Six differential metabolites were significantly enriched in the galactose metabolism pathway. For example, Vitamin C (AsA) not only provides plants with protection against drought, ozone, and UV radiation (Ali et al., 2019) but is also essential for microbial growth. AsA synthesis mainly depends on the L-galactose/D-mannose pathway, which is crucial for the health of both plant and soil microbial communities (Tao et al., 2020). Carbohydrate metabolic pathways, such as sucrose metabolism and the phosphotransferase system (PTS), play a vital role in enhancing soil fertility. PTS regulates complex carbon and nitrogen metabolism processes (Deutscher et al., 2006), thereby increasing soil fertility. Raffinose and stachyose are galactosyl sucrose derivatives belonging to the RFO family of oligosaccharides (Salvi et al., 2021), essential for transporting photosynthetic products in plants, especially within the Verbenaceae, Cucurbitaceae, and Lamiaceae families (Gangola and Ramadoss, 2018).

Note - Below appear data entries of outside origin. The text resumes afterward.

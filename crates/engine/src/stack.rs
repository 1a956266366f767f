//! Stack entity: an addressable, blockable wrapper around a [`LinkedStack`]
//!
//! A `Stack` carries four independently guarded pieces of state:
//!
//! | Guard | Protects |
//! |-------|----------|
//! | data lock (inside `LinkedStack`) | elements, size, head/tail links |
//! | ownership lock | Identity + Database back-reference |
//! | blocked lock | Blocked flag |
//! | dates lock | CreatedAt / UpdatedAt / ReadAt |
//!
//! No method holds two of them at once. Mutating operations read the
//! Blocked flag, release its lock, then take the data lock.

use std::sync::{Arc, Weak};

use parking_lot::{Mutex, RwLock};
use piladb_core::timestamp::{self, Timestamp};
use piladb_core::{EvictionPolicy, Identity, PilaError, PilaResult, Value};
use piladb_storage::{LinkedStack, PushOutcome};
use tracing::{debug, warn};

use crate::database::Database;
use crate::status::StackStatus;

#[derive(Debug)]
struct Ownership {
    id: Identity,
    database: Option<Weak<Database>>,
}

#[derive(Debug, Clone, Copy)]
struct Dates {
    created_at: Timestamp,
    updated_at: Timestamp,
    read_at: Timestamp,
}

/// A named stack of [`Value`]s.
#[derive(Debug)]
pub struct Stack {
    name: String,
    ownership: RwLock<Ownership>,
    blocked: RwLock<bool>,
    dates: Mutex<Dates>,
    data: LinkedStack<Value>,
}

impl Stack {
    /// Create a standalone stack created now.
    pub fn new(name: impl Into<String>) -> Self {
        Self::with_created_at(name, timestamp::now())
    }

    /// Create a standalone stack with an explicit creation date.
    ///
    /// UpdatedAt and ReadAt start at the creation date.
    pub fn with_created_at(name: impl Into<String>, created_at: Timestamp) -> Self {
        let name = name.into();
        Stack {
            ownership: RwLock::new(Ownership {
                id: Identity::new(&name),
                database: None,
            }),
            name,
            blocked: RwLock::new(false),
            dates: Mutex::new(Dates {
                created_at,
                updated_at: created_at,
                read_at: created_at,
            }),
            data: LinkedStack::new(),
        }
    }

    /// Stack name.
    pub fn name(&self) -> &str {
        &self.name
    }

    /// Current identity.
    pub fn id(&self) -> Identity {
        self.ownership.read().id
    }

    /// Owning database, if any and still alive.
    pub fn database(&self) -> Option<Arc<Database>> {
        self.ownership
            .read()
            .database
            .as_ref()
            .and_then(Weak::upgrade)
    }

    /// Whether a database back-reference is set.
    pub fn is_owned(&self) -> bool {
        self.ownership.read().database.is_some()
    }

    /// Link the stack to `db` and recompute its identity from the
    /// database name.
    pub fn set_database(&self, db: &Arc<Database>) {
        let mut ownership = self.ownership.write();
        ownership.id = Identity::composite(db.name(), &self.name);
        ownership.database = Some(Arc::downgrade(db));
    }

    /// Link to `db` only if currently unowned.
    pub(crate) fn attach(&self, db: &Arc<Database>) -> PilaResult<Identity> {
        let mut ownership = self.ownership.write();
        if let Some(owner) = &ownership.database {
            let owner = owner
                .upgrade()
                .map(|d| d.name().to_string())
                .unwrap_or_default();
            return Err(PilaError::AlreadyOwned {
                entity: "stack",
                name: self.name.clone(),
                owner,
            });
        }
        ownership.id = Identity::composite(db.name(), &self.name);
        ownership.database = Some(Arc::downgrade(db));
        Ok(ownership.id)
    }

    /// Clear the back-reference; identity falls back to the bare name.
    pub(crate) fn detach(&self) {
        let mut ownership = self.ownership.write();
        ownership.id = Identity::new(&self.name);
        ownership.database = None;
    }

    /// Drop every element regardless of the blocked flag.
    pub(crate) fn clear(&self) {
        self.data.flush();
    }

    fn ensure_unblocked(&self, op: &'static str) -> PilaResult<()> {
        if self.blocked() {
            warn!(target: "piladb::engine", stack = %self.name, op, "Rejected operation on blocked stack");
            return Err(PilaError::StackBlocked);
        }
        Ok(())
    }

    /// Push an element on top.
    pub fn push(&self, element: Value) -> PilaResult<()> {
        self.ensure_unblocked("push")?;
        self.data.push(element);
        debug!(target: "piladb::engine", stack = %self.name, "push");
        Ok(())
    }

    /// Push under a capacity policy.
    ///
    /// Returns the bottom elements evicted to make room, oldest first.
    pub fn push_with_policy(
        &self,
        element: Value,
        policy: &EvictionPolicy,
    ) -> PilaResult<Vec<Value>> {
        self.ensure_unblocked("push")?;
        match self.data.push_with_policy(element, policy) {
            Ok(PushOutcome::Pushed) => {
                debug!(target: "piladb::engine", stack = %self.name, "push");
                Ok(Vec::new())
            }
            Ok(PushOutcome::Evicted(evicted)) => {
                warn!(target: "piladb::engine", stack = %self.name, count = evicted.len(), "Stack full, evicted bottom elements");
                Ok(evicted)
            }
            Err(e) => {
                warn!(target: "piladb::engine", stack = %self.name, error = %e, "Push rejected");
                Err(e)
            }
        }
    }

    /// Remove and return the top element.
    pub fn pop(&self) -> PilaResult<Value> {
        self.ensure_unblocked("pop")?;
        let element = self.data.pop().ok_or(PilaError::StackEmpty)?;
        debug!(target: "piladb::engine", stack = %self.name, "pop");
        Ok(element)
    }

    /// Insert an element at the bottom.
    pub fn base(&self, element: Value) -> PilaResult<()> {
        self.ensure_unblocked("base")?;
        self.data.base(element);
        debug!(target: "piladb::engine", stack = %self.name, "base");
        Ok(())
    }

    /// Insert an element at the bottom under a capacity policy.
    ///
    /// A full stack rejects the insertion with `CapacityExceeded`.
    pub fn base_with_policy(&self, element: Value, policy: &EvictionPolicy) -> PilaResult<()> {
        self.ensure_unblocked("base")?;
        if let Err(e) = self.data.base_with_policy(element, policy) {
            warn!(target: "piladb::engine", stack = %self.name, error = %e, "Base rejected");
            return Err(e);
        }
        debug!(target: "piladb::engine", stack = %self.name, "base");
        Ok(())
    }

    /// Remove and return the bottom element.
    pub fn sweep(&self) -> PilaResult<Value> {
        self.ensure_unblocked("sweep")?;
        let element = self.data.sweep().ok_or(PilaError::StackEmpty)?;
        debug!(target: "piladb::engine", stack = %self.name, "sweep");
        Ok(element)
    }

    /// Atomically evict the bottom element and push `element` on top.
    pub fn sweep_push(&self, element: Value) -> PilaResult<Value> {
        self.ensure_unblocked("sweep_push")?;
        let evicted = self.data.sweep_push(element).ok_or(PilaError::StackEmpty)?;
        debug!(target: "piladb::engine", stack = %self.name, "sweep_push");
        Ok(evicted)
    }

    /// Move the bottom element to the top.
    pub fn rotate(&self) -> PilaResult<()> {
        self.ensure_unblocked("rotate")?;
        if !self.data.rotate() {
            return Err(PilaError::StackEmpty);
        }
        debug!(target: "piladb::engine", stack = %self.name, "rotate");
        Ok(())
    }

    /// Drop every element.
    pub fn flush(&self) -> PilaResult<()> {
        self.ensure_unblocked("flush")?;
        self.data.flush();
        debug!(target: "piladb::engine", stack = %self.name, "flush");
        Ok(())
    }

    /// Top element, if any.
    pub fn peek(&self) -> Option<Value> {
        self.data.peek()
    }

    /// Number of elements.
    pub fn size(&self) -> usize {
        self.data.size()
    }

    /// Whether the stack has no element.
    pub fn empty(&self) -> bool {
        self.data.is_empty()
    }

    /// Whether the stack has reached the policy's capacity.
    pub fn is_full(&self, policy: &EvictionPolicy) -> bool {
        policy.is_full(self.size())
    }

    /// Every element, top first, read under one lock acquisition.
    pub fn elements(&self) -> Vec<Value> {
        self.data.to_vec()
    }

    /// Validate the underlying link structure.
    pub fn check_invariants(&self) -> Result<(), String> {
        self.data.check_invariants()
    }

    /// Forbid mutations.
    pub fn block(&self) {
        *self.blocked.write() = true;
        debug!(target: "piladb::engine", stack = %self.name, "block");
    }

    /// Allow mutations again.
    pub fn unblock(&self) {
        *self.blocked.write() = false;
        debug!(target: "piladb::engine", stack = %self.name, "unblock");
    }

    /// Whether mutations are forbidden.
    pub fn blocked(&self) -> bool {
        *self.blocked.read()
    }

    /// Record a write at `t` (sets UpdatedAt and ReadAt).
    pub fn update(&self, t: Timestamp) {
        let mut dates = self.dates.lock();
        dates.updated_at = t;
        dates.read_at = t;
    }

    /// Record a read at `t`.
    pub fn read(&self, t: Timestamp) {
        self.dates.lock().read_at = t;
    }

    /// Creation date.
    pub fn created_at(&self) -> Timestamp {
        self.dates.lock().created_at
    }

    /// Last recorded write.
    pub fn updated_at(&self) -> Timestamp {
        self.dates.lock().updated_at
    }

    /// Last recorded read.
    pub fn read_at(&self) -> Timestamp {
        self.dates.lock().read_at
    }

    /// Snapshot of the stack. Does not touch the dates.
    pub fn status(&self) -> StackStatus {
        let dates = *self.dates.lock();
        StackStatus {
            id: self.id().to_string(),
            name: self.name.clone(),
            peek: self.peek(),
            size: self.size(),
            blocked: self.blocked(),
            created_at: dates.created_at,
            updated_at: dates.updated_at,
            read_at: dates.read_at,
        }
    }
}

Trehalose, a disaccharide composed of two glucose molecules linked by an α-1-1 bond, has significant osmoprotective properties, helping maintain membrane lipid stability (Saddhe et al., 2021). Additionally, trehalose preserves protein structure and scavenges ROS (Zulfiqar et al., 2019), enhancing plant tolerance to abiotic stresses. The levels of sucrose, lactose, and trehalose were significantly elevated in γ-PGA-treated soil, potentially contributing to improved plant stress resistance.

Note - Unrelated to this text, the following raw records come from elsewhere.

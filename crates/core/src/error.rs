//! Error types for piladb
//!
//! Every failure in the core is per-call and leaves all entities in their
//! pre-call state. We use `thiserror` for `Display` and `Error` impls.

use thiserror::Error;

/// Result type alias for piladb operations
pub type PilaResult<T> = std::result::Result<T, PilaError>;

/// Errors raised by stacks, databases and the registry.
#[derive(Debug, Clone, PartialEq, Eq, Error)]
pub enum PilaError {
    /// Pop, sweep, sweep-push or rotate on a stack with no elements
    #[error("Stack is empty")]
    StackEmpty,

    /// Mutating operation on a blocked stack
    #[error("Stack is blocked")]
    StackBlocked,

    /// The entity already belongs to another container
    #[error("{entity} {name} is already owned by {owner}")]
    AlreadyOwned {
        /// Kind of entity being added ("stack", "database")
        entity: &'static str,
        /// Name of the entity being added
        name: String,
        /// Name of the current owner
        owner: String,
    },

    /// An entity with the same identity already exists in the container
    #[error("{entity} {name} already exists")]
    IdentityCollision {
        /// Kind of entity being added
        entity: &'static str,
        /// Name of the entity being added
        name: String,
    },

    /// No entity with the requested identity
    #[error("{entity} {id} not found")]
    NotFound {
        /// Kind of entity looked up
        entity: &'static str,
        /// Identity or name looked up
        id: String,
    },

    /// Push rejected because the stack reached its configured maximum size
    #[error("MAX_STACK_SIZE value reached: {max}")]
    CapacityExceeded {
        /// Configured maximum size
        max: usize,
    },

    /// Element envelope could not be decoded
    #[error("error on decoding element: {0}")]
    Decode(#[from] DecodeError),

    /// Configuration could not be read or parsed
    #[error("configuration error: {0}")]
    Config(String),
}

impl PilaError {
    /// Build a `NotFound` error for a stack.
    pub fn stack_not_found(id: impl ToString) -> Self {
        PilaError::NotFound {
            entity: "stack",
            id: id.to_string(),
        }
    }

    /// Build a `NotFound` error for a database.
    pub fn database_not_found(id: impl ToString) -> Self {
        PilaError::NotFound {
            entity: "database",
            id: id.to_string(),
        }
    }

    /// Whether this error means "nothing to remove".
    pub fn is_empty(&self) -> bool {
        matches!(self, PilaError::StackEmpty)
    }

    /// Whether this error means the stack is locked against mutation.
    pub fn is_blocked(&self) -> bool {
        matches!(self, PilaError::StackBlocked)
    }
}

/// Failure decoding an `{"element": ...}` payload.
#[derive(Debug, Clone, PartialEq, Eq, Error)]
pub enum DecodeError {
    /// No payload at all
    #[error("payload is nil")]
    MissingPayload,

    /// Zero-length payload
    #[error("payload is empty")]
    EmptyPayload,

    /// Payload is not a single-key `{"element": ...}` object
    #[error("payload is malformed: {0}")]
    Malformed(String),
}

In conclusion, γ-PGA application significantly altered the soil’s metabolic landscape by modulating the types and concentrations of various chemical metabolites. This not only improved the soil’s physical and chemical properties, creating a more favorable environment for plant growth, but also provided essential nutrients for microbial activity. By promoting microbial growth and reproduction, γ-PGA treatment enhances the diversity and functionality of soil microbial communities, further increasing soil fertility and plant resilience to stress.